If faith is belief in some particular revelation, and revelation includes a fact that makes eternal happiness more likely than not, what is this fact that faith is based on for other (non-Christian) religions?

For Christianity, that fact is the Resurrection. Is there any comparable event for other religions that requires belief?

Judaism does not require a belief in a particular event for salvation. It is a collection of laws that must be followed. Islam requires belief that Muhammad is the final Prophet and the Quran is the Word of God, but there is no particular event that makes the prospect of eternal happiness more or less likely for the Muslim, as one is judged according to one’s deeds, and the good deeds must outweigh the bad. Zoroastrianism is based on the teachings of Zoroaster but similar to Islam there is no particular revealed event that serves as the basis for faith.

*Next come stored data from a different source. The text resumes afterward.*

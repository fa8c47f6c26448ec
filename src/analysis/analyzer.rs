use std::sync::Arc;

use crate::{
    analysis::{
        binner::{bin_indexed, NoteBinner},
        encoder::IntensityEncoder,
        notes::NoteTable,
        ring::RingAccumulator,
        transform::SpectralTransform,
    },
    config::PayloadShape,
};

/// Everything one channel needs to turn raw input into color frames.
///
/// All buffers are allocated here, once, and overwritten every cycle:
///
/// ```text
/// push(x) -> ring (N complex) -> transform -> magnitudes (N/2)
///         -> binner -> intensities -> encoder -> frame (bytes)
/// ```
pub struct ChannelAnalyzer {
    ring: RingAccumulator,
    transform: SpectralTransform,
    binner: NoteBinner,
    encoder: IntensityEncoder,
    payload: PayloadShape,
    magnitudes: Vec<f32>,
    intensities: Vec<f32>,
    frame: Vec<u8>,
}

impl ChannelAnalyzer {
    pub fn new(
        table: Arc<NoteTable>,
        sample_rate: f32,
        window_size: usize,
        payload: PayloadShape,
        full_scale: f32,
    ) -> Self {
        let transform = SpectralTransform::new(window_size);
        let bins = transform.bin_count();
        let frame_len = payload.frame_len(table.len(), window_size);

        Self {
            ring: RingAccumulator::new(window_size),
            transform,
            binner: NoteBinner::new(table, sample_rate, window_size),
            encoder: IntensityEncoder::new(full_scale),
            payload,
            magnitudes: vec![0.0; bins],
            intensities: vec![0.0; frame_len],
            frame: vec![0; frame_len],
        }
    }

    pub fn window_size(&self) -> usize {
        self.ring.window_size()
    }

    pub fn payload(&self) -> PayloadShape {
        self.payload
    }

    pub fn set_sample_rate(&mut self, sample_rate: f32) {
        self.binner.set_sample_rate(sample_rate);
    }

    /// Feed one input sample. Returns the new frame when it completed a cycle.
    #[inline]
    pub fn push(&mut self, sample: f32) -> Option<&[u8]> {
        if self.ring.push(sample) {
            Some(self.analyze())
        } else {
            None
        }
    }

    /// Run transform, binning and encoding over the current window.
    pub fn analyze(&mut self) -> &[u8] {
        self.transform.process(self.ring.window_mut(), &mut self.magnitudes);

        match self.payload {
            PayloadShape::Notes => self.binner.bin(&self.magnitudes, &mut self.intensities),
            PayloadShape::Bins => bin_indexed(&self.magnitudes, &mut self.intensities),
        }

        self.encoder.encode_into(&mut self.intensities, &mut self.frame);
        &self.frame
    }

    /// Latest encoded frame.
    pub fn frame(&self) -> &[u8] {
        &self.frame
    }

    /// Latest normalized intensities, each in `[0, 1]`.
    pub fn intensities(&self) -> &[f32] {
        &self.intensities
    }

    /// Latest magnitude spectrum.
    pub fn magnitudes(&self) -> &[f32] {
        &self.magnitudes
    }

    /// Samples still needed before the next frame.
    pub fn samples_until_ready(&self) -> usize {
        self.ring.window_size() - self.ring.cursor()
    }

    pub fn reset(&mut self) {
        self.ring.reset();
        self.magnitudes.fill(0.0);
        self.intensities.fill(0.0);
        self.frame.fill(0);
    }
}

#[cfg(test)]
mod tests {
    use super::*;
    use std::f32::consts::TAU;

    fn analyzer(payload: PayloadShape) -> ChannelAnalyzer {
        ChannelAnalyzer::new(
            Arc::new(NoteTable::equal_tempered()),
            48_000.0,
            1024,
            payload,
            1.0,
        )
    }

    #[test]
    fn test_silence_yields_zero_frame() {
        let mut analyzer = analyzer(PayloadShape::Notes);
        let mut frames = 0;
        for _ in 0..1024 {
            if let Some(frame) = analyzer.push(0.0) {
                assert_eq!(frame.len(), 128);
                assert!(frame.iter().all(|&b| b == 0));
                frames += 1;
            }
        }
        assert_eq!(frames, 1);
    }

    #[test]
    fn test_tone_lights_its_note() {
        let mut analyzer = analyzer(PayloadShape::Notes);
        // Bin 10 at 48 kHz / 1024 = 468.75 Hz, note 70's band.
        let freq = 468.75;
        let mut frame = None;
        for i in 0..1024 {
            let x = 0.25 * (TAU * freq * i as f32 / 48_000.0).sin();
            if let Some(f) = analyzer.push(x) {
                frame = Some(f.to_vec());
            }
        }
        let frame = frame.expect("one cycle");

        assert_eq!(frame[70], 255);
        let loudest = frame
            .iter()
            .enumerate()
            .max_by_key(|&(_, &b)| b)
            .map(|(i, _)| i);
        assert_eq!(loudest, Some(70));
        assert!(analyzer.intensities().iter().all(|&v| (0.0..=1.0).contains(&v)));
    }

    #[test]
    fn test_bin_payload_has_one_byte_per_bin() {
        let mut analyzer = analyzer(PayloadShape::Bins);
        for _ in 0..1023 {
            assert!(analyzer.push(1.0).is_none());
        }
        let frame = analyzer.push(1.0).expect("cycle").to_vec();
        assert_eq!(frame.len(), 512);
        // DC only: 1024 / sqrt(1024) = 32, saturates
        assert_eq!(frame[0], 255);
        assert!(frame[1..].iter().all(|&b| b == 0));
    }

    #[test]
    fn test_reset_restarts_cycle() {
        let mut analyzer = analyzer(PayloadShape::Notes);
        for _ in 0..100 {
            analyzer.push(0.1);
        }
        assert_eq!(analyzer.samples_until_ready(), 924);
        analyzer.reset();
        assert_eq!(analyzer.samples_until_ready(), 1024);
    }
}
//! Note table: ascending frequency thresholds for the note binner.
//!
//! Entry `n` is the upper edge of MIDI note `n`, a quarter tone above its
//! equal-tempered center (A4 = 440 Hz = note 69). A spectrum bin belongs to
//! the first note whose edge lies above the bin frequency.

use crate::{error::ConfigError, NOTE_COUNT};

/// Convert a MIDI note number to its equal-tempered center frequency in Hz.
#[inline]
pub fn midi_note_to_freq(note: u8) -> f32 {
    440.0 * 2.0_f32.powf((note as f32 - 69.0) / 12.0)
}

/// Immutable, strictly increasing frequency thresholds (Hz).
#[derive(Debug, Clone, PartialEq)]
pub struct NoteTable {
    thresholds: Box<[f32]>,
}

impl NoteTable {
    /// The 128-entry table covering MIDI notes 0 through 127.
    pub fn equal_tempered() -> Self {
        let quarter_tone = 2.0_f32.powf(1.0 / 24.0);
        let thresholds = (0..NOTE_COUNT as u8)
            .map(|note| midi_note_to_freq(note) * quarter_tone)
            .collect();
        Self { thresholds }
    }

    /// Build a table from caller-supplied thresholds.
    pub fn from_thresholds(thresholds: Vec<f32>) -> Result<Self, ConfigError> {
        if thresholds.is_empty() {
            return Err(ConfigError::EmptyNoteTable);
        }
        if let Some(index) = thresholds
            .windows(2)
            .position(|pair| !(pair[0] < pair[1]))
        {
            return Err(ConfigError::UnorderedNoteTable { index: index + 1 });
        }
        Ok(Self {
            thresholds: thresholds.into_boxed_slice(),
        })
    }

    pub fn len(&self) -> usize {
        self.thresholds.len()
    }

    pub fn is_empty(&self) -> bool {
        self.thresholds.is_empty()
    }

    pub fn threshold(&self, index: usize) -> f32 {
        self.thresholds[index]
    }

    pub fn thresholds(&self) -> &[f32] {
        &self.thresholds
    }
}

impl Default for NoteTable {
    fn default() -> Self {
        Self::equal_tempered()
    }
}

For Indian/Dharmic religions/philosophies, such as Hinduism, Buddhism and Jainism, there is no such thing as eternal happiness. Taoism and Confucianism are performative and do not require faith as a means of attaining eternal happiness. Ancient and folk paganism (or neopaganism) are essentially cultural customs and did not require faith in some revealed fact that gave hope for an eternal reward.

Is Christianity unique in its requirement for faith in a fact? Or do different religions just require faith in different facts?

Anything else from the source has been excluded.